Les dérivés de √KEW du texte II diffèrent quelque peu de ceux du texte I. Les deux textes donnent les adjectifs q. kéva, tel. cēva, sind. cîw « neuf, frais ». Dans le texte II, le q. keura, tel. ceura, sind. cŷr sont aussi probablement des adjectifs, correspondants au q. keure « renouvelé », tel. ciure, sind. cýr du texte I. Les formes q. keule, tel. ceule, sind. cŷl du texte II n’ont pas d’équivalent dans le texte I, mais semblent être des noms (signifiant peut-être « renouvellement ») se terminant par le suffixe substantif « universel et abstrait » -le (VT 39, p. 16). Le q. keuta du texte II correspond probablement au q. keuta « renouveler, rafraîchir » (tel. ciuta) du texte I. La note « [? aussi] kwe » écrite sous keuta est obscure. Puisque Tolkien rendait occasionnellement le quenya qu par kw dans ces textes (par ex., le q. minque est deux fois orthographié minkwe dans le texte I), kwe pourrait indiquer la forme *que, synonyme de (ou apparentée à) keuta.

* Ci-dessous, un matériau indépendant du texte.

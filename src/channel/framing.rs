//! Line framing for the protocol stream: chunks arrive on arbitrary
//! boundaries, commands are newline-terminated.

/// Reassembles newline-terminated commands from a chunked byte stream.
/// An incomplete trailing fragment is buffered and prefixed to the next
/// chunk's first line. Framing works on raw bytes and converts per
/// completed line, so a multibyte character split across reads stays
/// intact.
#[derive(Debug, Default)]
pub struct LineFramer {
    fragment: Vec<u8>,
}

impl LineFramer {
    pub fn new() -> LineFramer {
        LineFramer::default()
    }

    /// Feed one chunk and return every completed line, in order. A
    /// trailing carriage return is stripped from each line.
    pub fn push(&mut self, chunk: &[u8]) -> Vec<String> {
        let mut lines = Vec::new();
        let mut rest = chunk;
        while let Some(pos) = rest.iter().position(|b| *b == b'\n') {
            self.fragment.extend_from_slice(&rest[..pos]);
            if self.fragment.last() == Some(&b'\r') {
                self.fragment.pop();
            }
            lines.push(String::from_utf8_lossy(&self.fragment).into_owned());
            self.fragment.clear();
            rest = &rest[pos + 1..];
        }
        self.fragment.extend_from_slice(rest);
        lines
    }
}

#[cfg(test)]
mod tests {
    use super::*;

    #[test]
    fn single_chunk_splits_lines() {
        let mut framer = LineFramer::new();
        assert_eq!(
            framer.push(b"one\ntwo\nthree\n"),
            vec!["one", "two", "three"]
        );
    }

    #[test]
    fn trailing_fragment_buffers() {
        let mut framer = LineFramer::new();
        assert_eq!(framer.push(b"mazeWi"), Vec::<String>::new());
        assert_eq!(framer.push(b"dth\nwall"), vec!["mazeWidth"]);
        assert_eq!(framer.push(b"Front\n"), vec!["wallFront"]);
    }

    #[test]
    fn chunk_boundaries_do_not_change_the_sequence() {
        let input = b"interfaceType DISCRETE\nmoveForward\nturnTo NORTH\npose\n";
        let whole = LineFramer::new().push(input);
        // Re-deliver the same bytes one at a time
        let mut framer = LineFramer::new();
        let mut pieced = Vec::new();
        for byte in input {
            pieced.extend(framer.push(std::slice::from_ref(byte)));
        }
        assert_eq!(whole, pieced);
    }

    #[test]
    fn multibyte_character_split_across_chunks() {
        // "setTileText 0 0 μ\n" with the two-byte μ split between reads
        let input = "setTileText 0 0 μ\n".as_bytes();
        let whole = LineFramer::new().push(input);
        let mut framer = LineFramer::new();
        let split = input.len() - 2; // between the bytes of μ
        let mut pieced = framer.push(&input[..split]);
        pieced.extend(framer.push(&input[split..]));
        assert_eq!(whole, pieced);
        assert_eq!(pieced, vec!["setTileText 0 0 μ"]);
    }

    #[test]
    fn carriage_returns_stripped() {
        let mut framer = LineFramer::new();
        assert_eq!(framer.push(b"moveForward\r\n"), vec!["moveForward"]);
    }
}
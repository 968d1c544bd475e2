//! Graph node - one chunk's place in a visibility traversal

use std::sync::Arc;

use crate::voxel::{ChunkCoord, ChunkHandle, DirectionSet};

/// A chunk reached by the visibility search, plus how it was reached.
///
/// Identity is the coordinate; the direction sets are metadata that keeps
/// changing while the node sits in a snapshot.
#[derive(Clone, Debug)]
pub struct GraphNode {
    pub coord: ChunkCoord,
    pub chunk: Arc<ChunkHandle>,
    /// Every direction travelled on the path from the seed to this node
    pub entry_directions: DirectionSet,
    /// Directions this node was discovered through (merged on rediscovery)
    pub discovery_directions: DirectionSet,
    /// BFS layer, 0 for seeds
    pub depth: u32,
}

impl GraphNode {
    /// Seed node: no directions, depth 0
    pub fn seed(chunk: Arc<ChunkHandle>) -> Self {
        Self {
            coord: chunk.coord(),
            chunk,
            entry_directions: DirectionSet::EMPTY,
            discovery_directions: DirectionSet::EMPTY,
            depth: 0,
        }
    }

    pub fn is_seed(&self) -> bool {
        self.depth == 0
    }
}
//! Error types for sightline

use thiserror::Error;

/// Main error type for the crate
#[derive(Debug, Error)]
pub enum Error {
    #[error("IO error: {0}")]
    Io(#[from] std::io::Error),

    #[error("Config error: {0}")]
    Config(String),

    #[error("Voxel error: {0}")]
    Voxel(String),

    #[error("Rebuild failed: {0}")]
    Rebuild(String),
}
//! Diagnostic counters

use std::time::Duration;

/// Snapshot of the engine's counters for one frame.
#[derive(Clone, Copy, Debug, Default, PartialEq)]
pub struct FrameStats {
    /// Chunks in the spatial index
    pub total_chunks: u32,
    /// Nodes in the current snapshot
    pub snapshot_nodes: u32,
    /// Chunks passing the frustum filter
    pub visible_chunks: u32,
    /// Visible chunks with drawable geometry
    pub visible_drawable: u32,
    pub rebuilds_completed: u64,
    pub rebuilds_failed: u64,
    /// Nodes re-expanded by incremental patches
    pub patches_applied: u64,
    pub last_rebuild: Duration,
    pub rebuild_in_flight: bool,
}

impl FrameStats {
    /// One-line summary for the log
    pub fn summary(&self) -> String {
        format!(
            "{} visible ({} drawable) / {} in graph / {} loaded | rebuilds {} ({} failed, last {:.2}ms{}) | patched {}",
            self.visible_chunks,
            self.visible_drawable,
            self.snapshot_nodes,
            self.total_chunks,
            self.rebuilds_completed,
            self.rebuilds_failed,
            self.last_rebuild.as_secs_f64() * 1000.0,
            if self.rebuild_in_flight { ", running" } else { "" },
            self.patches_applied,
        )
    }
}

#[cfg(test)]
mod tests {
    use super::*;

    #[test]
    fn test_summary() {
        let stats = FrameStats {
            total_chunks: 500,
            snapshot_nodes: 300,
            visible_chunks: 120,
            visible_drawable: 80,
            rebuilds_completed: 3,
            last_rebuild: Duration::from_micros(1500),
            rebuild_in_flight: true,
            ..Default::default()
        };
        let line = stats.summary();
        assert!(line.starts_with("120 visible (80 drawable) / 300 in graph / 500 loaded"));
        assert!(line.contains("last 1.50ms, running"));
    }
}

Les textes I et II diffèrent aussi légèrement sur un point de phonologie telerine. Dans le texte II, l’eld. com. eu reste inchangé en telerin, par ex., eld. com. keu-rā, keule > tel. ceura, ceule. Dans le texte I, cependant, l’eld. com. eu devient iu en telerin, comme le montre la table des diphtongues au bas de cette page et exemplifié dans des formes telles que le tel. ciure « renouvelé » (q. keure) et le tel. ciuta « renouvelé, rafraîchi » (q. keuta).
enek dérive probablement de NEK « diviser, séparer » mais [? est présumé] modelé sur « milieu » enel/d. Dans l’enseignement du comptage duodécimal avec les mains, les pouces pouvaient être légèrement séparés (plutôt que de se toucher) comme le doigt d’enek, suivi à nouveau par enek après le 2e petit doigt ? 12 serait ainsi yū(e)neke « les deux eneks ».

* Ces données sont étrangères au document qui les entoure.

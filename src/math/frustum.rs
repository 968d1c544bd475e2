//! View frustum for culling

use crate::core::types::{Vec3, Vec4, Mat4};
use super::aabb::Aabb;

/// A plane defined by normal and distance from origin
#[derive(Clone, Copy, Debug, PartialEq)]
pub struct Plane {
    pub normal: Vec3,
    pub distance: f32,
}

impl Plane {
    pub fn new(normal: Vec3, distance: f32) -> Self {
        Self { normal, distance }
    }

    /// Signed distance from point to plane (positive = in front)
    pub fn distance_to_point(&self, point: Vec3) -> f32 {
        self.normal.dot(point) + self.distance
    }
}

/// View frustum with 6 planes (Near, Far, Left, Right, Top, Bottom)
#[derive(Clone, Copy, Debug, PartialEq)]
pub struct Frustum {
    pub planes: [Plane; 6],
}

impl Frustum {
    /// Extract frustum planes from view-projection matrix (Gribb/Hartmann)
    pub fn from_view_projection(vp: &Mat4) -> Self {
        let rows = [vp.row(0), vp.row(1), vp.row(2), vp.row(3)];

        let near = Self::normalize_plane(rows[3] + rows[2]);
        let far = Self::normalize_plane(rows[3] - rows[2]);
        let left = Self::normalize_plane(rows[3] + rows[0]);
        let right = Self::normalize_plane(rows[3] - rows[0]);
        let top = Self::normalize_plane(rows[3] - rows[1]);
        let bottom = Self::normalize_plane(rows[3] + rows[1]);

        Self {
            planes: [near, far, left, right, top, bottom],
        }
    }

    /// Frustum that accepts everything. Every plane has a zero normal and a
    /// positive offset, so every point is in front of it.
    pub fn unbounded() -> Self {
        Self {
            planes: [Plane::new(Vec3::ZERO, 1.0); 6],
        }
    }

    fn normalize_plane(plane: Vec4) -> Plane {
        let normal = plane.truncate();
        let len = normal.length();
        if len > 0.0 {
            Plane::new(normal / len, plane.w / len)
        } else {
            Plane::new(Vec3::ZERO, 1.0)
        }
    }

    /// Check if point is inside frustum
    pub fn contains_point(&self, point: Vec3) -> bool {
        self.planes.iter().all(|plane| plane.distance_to_point(point) >= 0.0)
    }

    /// Check if AABB intersects frustum (conservative test)
    pub fn intersects_aabb(&self, aabb: &Aabb) -> bool {
        for plane in &self.planes {
            // p-vertex: corner most aligned with the plane normal
            let p = Vec3::new(
                if plane.normal.x >= 0.0 { aabb.max.x } else { aabb.min.x },
                if plane.normal.y >= 0.0 { aabb.max.y } else { aabb.min.y },
                if plane.normal.z >= 0.0 { aabb.max.z } else { aabb.min.z },
            );

            if plane.distance_to_point(p) < 0.0 {
                return false;
            }
        }
        true
    }
}

#[cfg(test)]
mod tests {
    use super::*;

    fn looking_down_neg_z() -> Frustum {
        let proj = Mat4::perspective_rh(std::f32::consts::FRAC_PI_3, 1.0, 0.1, 100.0);
        Frustum::from_view_projection(&proj)
    }

    #[test]
    fn test_plane_distance() {
        let plane = Plane::new(Vec3::Y, 0.0);
        assert_eq!(plane.distance_to_point(Vec3::new(0.0, 5.0, 0.0)), 5.0);
        assert_eq!(plane.distance_to_point(Vec3::new(0.0, -3.0, 0.0)), -3.0);
    }

    #[test]
    fn test_planes_normalized() {
        for plane in &looking_down_neg_z().planes {
            assert!((plane.normal.length() - 1.0).abs() < 1e-4);
        }
    }

    #[test]
    fn test_aabb_in_front() {
        let frustum = looking_down_neg_z();
        let aabb = Aabb::new(Vec3::new(-1.0, -1.0, -10.0), Vec3::new(1.0, 1.0, -5.0));
        assert!(frustum.intersects_aabb(&aabb));
    }

    #[test]
    fn test_aabb_behind_and_beyond() {
        let frustum = looking_down_neg_z();
        let behind = Aabb::new(Vec3::new(-1.0, -1.0, 5.0), Vec3::new(1.0, 1.0, 10.0));
        let beyond = Aabb::new(Vec3::new(-1.0, -1.0, -200.0), Vec3::new(1.0, 1.0, -150.0));
        let far_left = Aabb::new(Vec3::new(-1000.0, -1.0, -10.0), Vec3::new(-999.0, 1.0, -5.0));
        assert!(!frustum.intersects_aabb(&behind));
        assert!(!frustum.intersects_aabb(&beyond));
        assert!(!frustum.intersects_aabb(&far_left));
    }

    #[test]
    fn test_unbounded_accepts_everything() {
        let frustum = Frustum::unbounded();
        let aabb = Aabb::new(Vec3::splat(-1e6), Vec3::splat(-1e6 + 1.0));
        assert!(frustum.intersects_aabb(&aabb));
        assert!(frustum.contains_point(Vec3::new(3.0, -9.0, 1e5)));
    }
}
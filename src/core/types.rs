//! Core type aliases and re-exports

pub use glam::{
    Vec3, Vec4,
    Mat4,
    Quat,
    IVec3,
};

/// Standard Result type for the crate
pub type Result<T> = std::result::Result<T, crate::core::error::Error>;
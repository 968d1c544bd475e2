//! Debug tools for sightline - TCP debug server for inspecting a running
//! visibility engine
//!
//! Start the debug server in your app:
//! ```ignore
//! let handler = Arc::new(Mutex::new(MyHandler::new()));
//! let _server = DebugServer::start(handler, 9743);
//! ```

pub mod protocol;
pub mod server;

pub use protocol::*;
pub use server::{DebugHandler, DebugServer};

/// Default debug server port
pub const DEFAULT_PORT: u16 = 9743;
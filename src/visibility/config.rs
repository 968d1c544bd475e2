//! Culling configuration, loadable from JSON.

use std::path::Path;

use serde::{Deserialize, Serialize};

use crate::core::error::Error;
use crate::core::types::Result;
use crate::voxel::world_index::IndexLayout;

/// Tunables for the visibility engine. Missing JSON fields take defaults.
#[derive(Clone, Debug, PartialEq, Serialize, Deserialize)]
#[serde(default)]
pub struct CullingConfig {
    /// Square radius of the loaded area, in chunks
    pub view_distance: i32,
    /// Lowest chunk Y of the world
    pub min_section_y: i32,
    /// Number of chunk layers
    pub height_sections: i32,
    /// Prune neighbors using each chunk's face-visibility table
    pub smart_cull: bool,
    /// Upper bound on how long a loading gap may go unrevisited before a
    /// full rebuild is forced
    pub staleness_bound_ms: u64,
    /// Camera movement (in blocks) that triggers a full rebuild. Power of two.
    pub rebuild_cell_size: i32,
    /// Camera yaw/pitch bucket width in degrees
    pub rotation_bucket_degrees: f32,
    /// Chunks farther than this many blocks on any axis get the ray-march test
    pub far_chunk_distance: i32,
    /// Chunks this close to the view-distance edge never arm the watchdog
    pub border_margin: i32,
    /// Run full rebuilds on the rayon pool instead of inline
    pub background_rebuilds: bool,
}

impl Default for CullingConfig {
    fn default() -> Self {
        Self {
            view_distance: 12,
            min_section_y: -4,
            height_sections: 24,
            smart_cull: true,
            staleness_bound_ms: 500,
            rebuild_cell_size: 8,
            rotation_bucket_degrees: 2.0,
            far_chunk_distance: 60,
            border_margin: 1,
            background_rebuilds: true,
        }
    }
}

impl CullingConfig {
    /// Read a config file.
    pub fn load(path: &Path) -> Result<Self> {
        let json = std::fs::read_to_string(path)?;
        let config: Self = serde_json::from_str(&json)
            .map_err(|e| Error::Config(format!("{}: {}", path.display(), e)))?;
        config.validate()?;
        Ok(config)
    }

    /// Write the config as pretty JSON, creating parent directories.
    pub fn save(&self, path: &Path) -> Result<()> {
        let json = serde_json::to_string_pretty(self)
            .map_err(|e| Error::Config(e.to_string()))?;

        if let Some(parent) = path.parent() {
            std::fs::create_dir_all(parent)?;
        }

        std::fs::write(path, json)?;
        Ok(())
    }

    pub fn validate(&self) -> Result<()> {
        if self.view_distance <= 0 {
            return Err(Error::Config(format!("view_distance must be positive, got {}", self.view_distance)));
        }
        if self.height_sections <= 0 {
            return Err(Error::Config(format!("height_sections must be positive, got {}", self.height_sections)));
        }
        if self.rebuild_cell_size <= 0 || (self.rebuild_cell_size & (self.rebuild_cell_size - 1)) != 0 {
            return Err(Error::Config(format!(
                "rebuild_cell_size must be a positive power of two, got {}",
                self.rebuild_cell_size
            )));
        }
        if self.rotation_bucket_degrees.is_nan() || self.rotation_bucket_degrees <= 0.0 {
            return Err(Error::Config(format!(
                "rotation_bucket_degrees must be positive, got {}",
                self.rotation_bucket_degrees
            )));
        }
        if self.border_margin < 0 {
            return Err(Error::Config("border_margin must not be negative".to_string()));
        }
        Ok(())
    }

    /// Shape of the world index this config describes
    pub fn index_layout(&self) -> IndexLayout {
        IndexLayout {
            view_distance: self.view_distance,
            min_section_y: self.min_section_y,
            height_sections: self.height_sections,
            border_margin: self.border_margin,
        }
    }

    /// Shift converting a block coordinate into a rebuild cell
    pub fn rebuild_cell_shift(&self) -> u32 {
        self.rebuild_cell_size.max(1).trailing_zeros()
    }
}

#[cfg(test)]
mod tests {
    use super::*;
    use tempfile::TempDir;

    #[test]
    fn test_defaults_are_valid() {
        let config = CullingConfig::default();
        assert!(config.validate().is_ok());
        assert_eq!(config.staleness_bound_ms, 500);
        assert_eq!(config.rebuild_cell_shift(), 3);
    }

    #[test]
    fn test_validation_rejects_bad_values() {
        let bad = [
            CullingConfig { view_distance: 0, ..Default::default() },
            CullingConfig { height_sections: 0, ..Default::default() },
            CullingConfig { rebuild_cell_size: 6, ..Default::default() },
            CullingConfig { rotation_bucket_degrees: 0.0, ..Default::default() },
            CullingConfig { rotation_bucket_degrees: f32::NAN, ..Default::default() },
        ];
        for config in bad {
            assert!(matches!(config.validate(), Err(Error::Config(_))), "{:?}", config);
        }
    }

    #[test]
    fn test_save_and_load() {
        let dir = TempDir::new().unwrap();
        let path = dir.path().join("nested").join("culling.json");

        let config = CullingConfig {
            view_distance: 6,
            smart_cull: false,
            ..Default::default()
        };
        config.save(&path).unwrap();

        let loaded = CullingConfig::load(&path).unwrap();
        assert_eq!(loaded, config);
    }

    #[test]
    fn test_missing_fields_take_defaults() {
        let dir = TempDir::new().unwrap();
        let path = dir.path().join("partial.json");
        std::fs::write(&path, r#"{ "view_distance": 4 }"#).unwrap();

        let loaded = CullingConfig::load(&path).unwrap();
        assert_eq!(loaded.view_distance, 4);
        assert_eq!(loaded.height_sections, 24);
        assert!(loaded.smart_cull);
    }

    #[test]
    fn test_load_rejects_invalid() {
        let dir = TempDir::new().unwrap();
        let path = dir.path().join("bad.json");
        std::fs::write(&path, r#"{ "view_distance": -1 }"#).unwrap();
        assert!(CullingConfig::load(&path).is_err());

        std::fs::write(&path, "not json").unwrap();
        assert!(matches!(CullingConfig::load(&path), Err(Error::Config(_))));

        assert!(matches!(
            CullingConfig::load(&dir.path().join("missing.json")),
            Err(Error::Io(_))
        ));
    }
}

[? D’où oui] l’eld. com. 12 yūneke est clairement le duel de 6 enek ; yū(e)neke : tel. yūnec(e), sind. yneg, q. yunque. L’occurrence de kw [est] en q. seulement : enque (6) (enekw), yunque (yunekwe).
Comme le texte I, le texte III débute à mi-phrase en haut d’une page, et la première partie de la discussion n’existe plus. Le sujet de la phrase tronquée est à l’évidence le radical eld. com. enek 6, qui « était après le (centre) d’un système duodécimal non-manuel » et était ainsi « présumé modelé sur « milieu » enel/d. ». Des ébauches griffonnées par Tolkien et reliées à ses « Notes sur Óre » (vers 1968) associent de façon similaire les radicaux pour « six » et « milieu » — enet « milieu » est censé être « relié à enek “six” ? comme la partie centrale de douze » et ce concept est illustré par un diagramme : « 0 1 2 3 4 5 |6| 7 8 9 10 11 12 » (VT 41, p. 16, n. 5). Afin que 6 tombe précisément au milieu, ce diagramme débute la séquence de comptage avec 0, un concept qui ne semble pas être exprimé explicitement ailleurs dans les écrits de Tolkien.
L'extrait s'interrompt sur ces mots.